À une trentaine de kilomètres au nord de la capitale Amman, Zarqa a vu naître le premier camp de réfugiés palestiniens de Jordanie en 1949. Aujourd’hui, 75 ans plus tard, 21 000 habitants y vivent dans des immeubles vétustes.

Nasr Nasr, 53 ans, a grandi dans le camp. Il est un descendant de réfugiés venus de Jaffa en 1948, lors de la « Nakba », l’exil de 750 000 palestiniens considéré comme la grande catastrophe. Il est d’origine palestinienne et a la nationalité jordanienne. Comme l’immense majorité, il est devenu citoyen jordanien. Une situation exceptionnelle au Moyen-Orient où les palestiniens n’ont pas été intégrés dans leur pays d’accueil. « Je bénéficie de tous les droits des citoyens jordaniens, témoigne Nasr Nasr. C’est pour cela que quand on me demande qui je suis, je réponds que je suis – comme qui dirait – Jordostinien. »

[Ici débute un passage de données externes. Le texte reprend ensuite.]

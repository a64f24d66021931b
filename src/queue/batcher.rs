use super::batch::Batch;
use crate::clock::Clock;
use crate::series::Sample;
use std::sync::Arc;
use std::time::Duration;
use thiserror::Error;
use tokio::sync::{mpsc, watch, Mutex, Notify};
use tokio::time::Instant;
use tracing::{debug, trace, warn};

#[derive(Debug, Error, PartialEq, Eq)]
pub enum BatcherError {
    /// The batcher was closed, or its persist task has stopped
    #[error("shard {0} is not accepting samples")]
    Closed(usize),
}

/// Why a batch was sealed.
#[derive(Debug, Clone, Copy, PartialEq, Eq)]
pub enum FlushReason {
    Count,
    Timer,
    Close,
}

impl FlushReason {
    fn as_str(&self) -> &'static str {
        match self {
            FlushReason::Count => "count",
            FlushReason::Timer => "timer",
            FlushReason::Close => "close",
        }
    }
}

struct BatcherState {
    samples: Vec<Sample>,
    /// When the first sample of the active batch arrived
    opened_at: Option<Instant>,
    next_sequence: u64,
    sealed_tx: Option<mpsc::Sender<Batch>>,
}

/// Accumulates samples for one shard and seals them into batches.
///
/// A batch is sealed when it reaches `max_samples`, or `frequency` after its
/// first sample, whichever comes first. Sealed batches go to the persist
/// channel while the state lock is held, so sequence order is persist order.
pub struct Batcher {
    shard: usize,
    max_samples: usize,
    frequency: Duration,
    clock: Arc<dyn Clock>,
    state: Mutex<BatcherState>,
    wakeup: Notify,
}

impl Batcher {
    pub fn new(
        shard: usize,
        max_samples: usize,
        frequency: Duration,
        next_sequence: u64,
        sealed_tx: mpsc::Sender<Batch>,
        clock: Arc<dyn Clock>,
    ) -> Self {
        Self {
            shard,
            max_samples: max_samples.max(1),
            frequency,
            clock,
            state: Mutex::new(BatcherState {
                samples: Vec::new(),
                opened_at: None,
                next_sequence: next_sequence.max(1),
                sealed_tx: Some(sealed_tx),
            }),
            wakeup: Notify::new(),
        }
    }

    pub fn shard(&self) -> usize {
        self.shard
    }

    /// Adds a sample to the active batch.
    ///
    /// Returns the sequence of the batch sealed by this call, if the sample
    /// filled it. Waits while the persist channel is full.
    ///
    /// Cancel safe: a push dropped while waiting for channel capacity leaves
    /// the active batch and the sequence counter as they were, and its sample
    /// is not accepted.
    pub async fn push(&self, sample: Sample) -> Result<Option<u64>, BatcherError> {
        let mut state = self.state.lock().await;
        if state.sealed_tx.is_none() {
            return Err(BatcherError::Closed(self.shard));
        }

        if state.samples.len() + 1 >= self.max_samples {
            return self
                .seal(&mut state, Some(sample), FlushReason::Count)
                .await
                .map(Some);
        }

        if state.samples.is_empty() {
            state.opened_at = Some(Instant::now());
            self.wakeup.notify_one();
        }
        state.samples.push(sample);
        Ok(None)
    }

    /// Seals the active batch if its time trigger has passed.
    pub async fn flush_if_due(&self) -> Result<Option<u64>, BatcherError> {
        let mut state = self.state.lock().await;
        let due = state
            .opened_at
            .map(|opened| opened.elapsed() >= self.frequency)
            .unwrap_or(false);

        if due && !state.samples.is_empty() {
            return self
                .seal(&mut state, None, FlushReason::Timer)
                .await
                .map(Some);
        }
        Ok(None)
    }

    /// When the active batch must be sealed, if one is open.
    pub async fn deadline(&self) -> Option<Instant> {
        self.state
            .lock()
            .await
            .opened_at
            .map(|opened| opened + self.frequency)
    }

    pub async fn pending(&self) -> usize {
        self.state.lock().await.samples.len()
    }

    /// Seals any partial batch and closes the persist channel.
    ///
    /// Later pushes fail with [`BatcherError::Closed`].
    pub async fn close(&self) -> Result<Option<u64>, BatcherError> {
        let mut state = self.state.lock().await;
        if state.sealed_tx.is_none() {
            return Ok(None);
        }

        let sealed = if state.samples.is_empty() {
            None
        } else {
            Some(self.seal(&mut state, None, FlushReason::Close).await?)
        };
        state.sealed_tx = None;
        self.wakeup.notify_one();
        Ok(sealed)
    }

    /// Seals the active batch, plus `last` if given. Channel capacity is
    /// reserved before any state changes.
    async fn seal(
        &self,
        state: &mut BatcherState,
        last: Option<Sample>,
        reason: FlushReason,
    ) -> Result<u64, BatcherError> {
        let Some(tx) = state.sealed_tx.clone() else {
            return Err(BatcherError::Closed(self.shard));
        };
        let permit = match tx.reserve().await {
            Ok(permit) => permit,
            Err(_) => {
                warn!(
                    shard = self.shard,
                    sequence = state.next_sequence,
                    "Persist task gone, shard stops accepting samples"
                );
                state.sealed_tx = None;
                return Err(BatcherError::Closed(self.shard));
            }
        };

        let mut samples = std::mem::take(&mut state.samples);
        samples.extend(last);
        state.opened_at = None;

        let sequence = state.next_sequence;
        state.next_sequence += 1;

        let batch = Batch {
            shard: self.shard,
            sequence,
            created_at_ms: self.clock.now_ms(),
            samples,
        };
        let count = batch.len();
        permit.send(batch);

        debug!(
            shard = self.shard,
            sequence,
            samples = count,
            reason = reason.as_str(),
            "Sealed batch"
        );
        Ok(sequence)
    }

    /// Time trigger loop. Sleeps until the open batch's deadline, or until a
    /// new batch opens, and exits on shutdown or once the batcher is closed.
    pub async fn run_timer(self: Arc<Self>, mut shutdown: watch::Receiver<bool>) {
        loop {
            if self.state.lock().await.sealed_tx.is_none() {
                break;
            }
            let deadline = self.deadline().await;

            tokio::select! {
                _ = async {
                    match deadline {
                        Some(at) => tokio::time::sleep_until(at).await,
                        None => self.wakeup.notified().await,
                    }
                } => {
                    if deadline.is_some() {
                        match self.flush_if_due().await {
                            Ok(Some(sequence)) => {
                                trace!(shard = self.shard, sequence, "Timer sealed batch");
                            }
                            Ok(None) => {}
                            Err(_) => break,
                        }
                    }
                }
                _ = shutdown.changed() => break,
            }
        }
        trace!(shard = self.shard, "Flush timer stopped");
    }
}

#[cfg(test)]
mod tests {
    use super::*;
    use crate::clock::MockClock;
    use crate::series::SeriesLabels;

    fn sample(name: &str) -> Sample {
        Sample::new(SeriesLabels::from_pairs([("__name__", name)]), 1_000, 1.0)
    }

    fn batcher(max: usize, frequency: Duration) -> (Arc<Batcher>, mpsc::Receiver<Batch>) {
        let (tx, rx) = mpsc::channel(8);
        let batcher = Batcher::new(0, max, frequency, 1, tx, Arc::new(MockClock::new()));
        (Arc::new(batcher), rx)
    }

    #[tokio::test]
    async fn test_count_trigger_seals_inside_push() {
        let (batcher, mut rx) = batcher(2, Duration::from_secs(5));

        assert_eq!(batcher.push(sample("a")).await.unwrap(), None);
        assert_eq!(batcher.push(sample("b")).await.unwrap(), Some(1));

        let batch = rx.try_recv().unwrap();
        assert_eq!(batch.sequence, 1);
        assert_eq!(batch.len(), 2);
        assert_eq!(batcher.pending().await, 0);
        assert_eq!(batcher.deadline().await, None);
    }

    #[tokio::test]
    async fn test_batches_never_exceed_max() {
        let (batcher, mut rx) = batcher(3, Duration::from_secs(5));
        for i in 0..7 {
            batcher.push(sample(&format!("m{}", i))).await.unwrap();
        }
        batcher.close().await.unwrap();

        let mut sizes = Vec::new();
        let mut sequences = Vec::new();
        while let Some(batch) = rx.recv().await {
            sizes.push(batch.len());
            sequences.push(batch.sequence);
        }
        assert_eq!(sizes, vec![3, 3, 1]);
        assert_eq!(sequences, vec![1, 2, 3]);
    }

    #[tokio::test(start_paused = true)]
    async fn test_timer_seals_after_frequency() {
        let (batcher, mut rx) = batcher(100, Duration::from_secs(5));
        let (_shutdown_tx, shutdown_rx) = watch::channel(false);
        tokio::spawn(batcher.clone().run_timer(shutdown_rx));

        let start = Instant::now();
        batcher.push(sample("a")).await.unwrap();

        let batch = rx.recv().await.unwrap();
        assert_eq!(batch.len(), 1);
        assert_eq!(start.elapsed(), Duration::from_secs(5));
    }

    #[tokio::test]
    async fn test_close_seals_partial_and_rejects_pushes() {
        let (batcher, mut rx) = batcher(10, Duration::from_secs(5));
        batcher.push(sample("a")).await.unwrap();

        assert_eq!(batcher.close().await.unwrap(), Some(1));
        assert_eq!(batcher.close().await.unwrap(), None);
        assert_eq!(
            batcher.push(sample("b")).await,
            Err(BatcherError::Closed(0))
        );

        assert_eq!(rx.recv().await.unwrap().len(), 1);
        assert!(rx.recv().await.is_none());
    }

    #[tokio::test]
    async fn test_push_fails_when_persister_gone() {
        let (batcher, rx) = batcher(1, Duration::from_secs(5));
        drop(rx);

        assert_eq!(
            batcher.push(sample("a")).await,
            Err(BatcherError::Closed(0))
        );
        assert_eq!(
            batcher.push(sample("b")).await,
            Err(BatcherError::Closed(0))
        );
    }

    #[tokio::test(start_paused = true)]
    async fn test_push_waits_for_persist_capacity() {
        let (tx, mut rx) = mpsc::channel(1);
        let batcher = Batcher::new(0, 1, Duration::from_secs(5), 1, tx, Arc::new(MockClock::new()));

        assert_eq!(batcher.push(sample("a")).await.unwrap(), Some(1));
        let blocked = tokio::time::timeout(Duration::from_millis(50), batcher.push(sample("b"))).await;
        assert!(blocked.is_err());

        assert_eq!(rx.recv().await.unwrap().sequence, 1);
        assert_eq!(batcher.push(sample("c")).await.unwrap(), Some(2));
        assert_eq!(rx.recv().await.unwrap().samples[0].series.get("__name__"), Some("c"));
    }

    #[tokio::test(start_paused = true)]
    async fn test_cancelled_push_keeps_accepted_samples() {
        let (tx, mut rx) = mpsc::channel(1);
        let batcher = Batcher::new(0, 2, Duration::from_secs(5), 1, tx, Arc::new(MockClock::new()));

        batcher.push(sample("a")).await.unwrap();
        assert_eq!(batcher.push(sample("b")).await.unwrap(), Some(1));
        assert_eq!(batcher.push(sample("c")).await.unwrap(), None);

        let cancelled = tokio::time::timeout(Duration::from_millis(50), batcher.push(sample("d"))).await;
        assert!(cancelled.is_err());
        assert_eq!(batcher.pending().await, 1);

        let first = rx.recv().await.unwrap();
        assert_eq!(first.sequence, 1);
        assert_eq!(first.len(), 2);

        assert_eq!(batcher.close().await.unwrap(), Some(2));
        let second = rx.recv().await.unwrap();
        assert_eq!(second.sequence, 2);
        let names: Vec<_> = second.samples.iter().map(|s| s.series.get("__name__")).collect();
        assert_eq!(names, vec![Some("c")]);
        assert!(rx.recv().await.is_none());
    }

    #[tokio::test]
    async fn test_resumes_from_given_sequence() {
        let (tx, mut rx) = mpsc::channel(8);
        let batcher = Batcher::new(3, 1, Duration::from_secs(5), 42, tx, Arc::new(MockClock::new()));

        batcher.push(sample("a")).await.unwrap();
        let batch = rx.recv().await.unwrap();
        assert_eq!(batch.sequence, 42);
        assert_eq!(batch.shard, 3);
    }
}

Très attaché à la transmission de la mémoire, Nasr a conservé un album de photo de ses grands-parents. Il aime partager ces souvenirs avec sa fille Nowar, 22 ans. « Cette photo a été prise sur la plage de Jaffa, montre-t-il. Elle date de 1946. Toutes les photos qui sont dans cet album ont été prises par mes grands-parents. »

« Nous vivons ici en Jordanie comme dans notre seconde maison, témoigne à son tour Nowar. Ce n’est pas vraiment chez nous. C’est vrai que j’ai vécu 22 ans en Jordanie, mais je rêve de vivre en Palestine. Même si je n’y suis pas née, la Palestine reste le chemin à suivre. »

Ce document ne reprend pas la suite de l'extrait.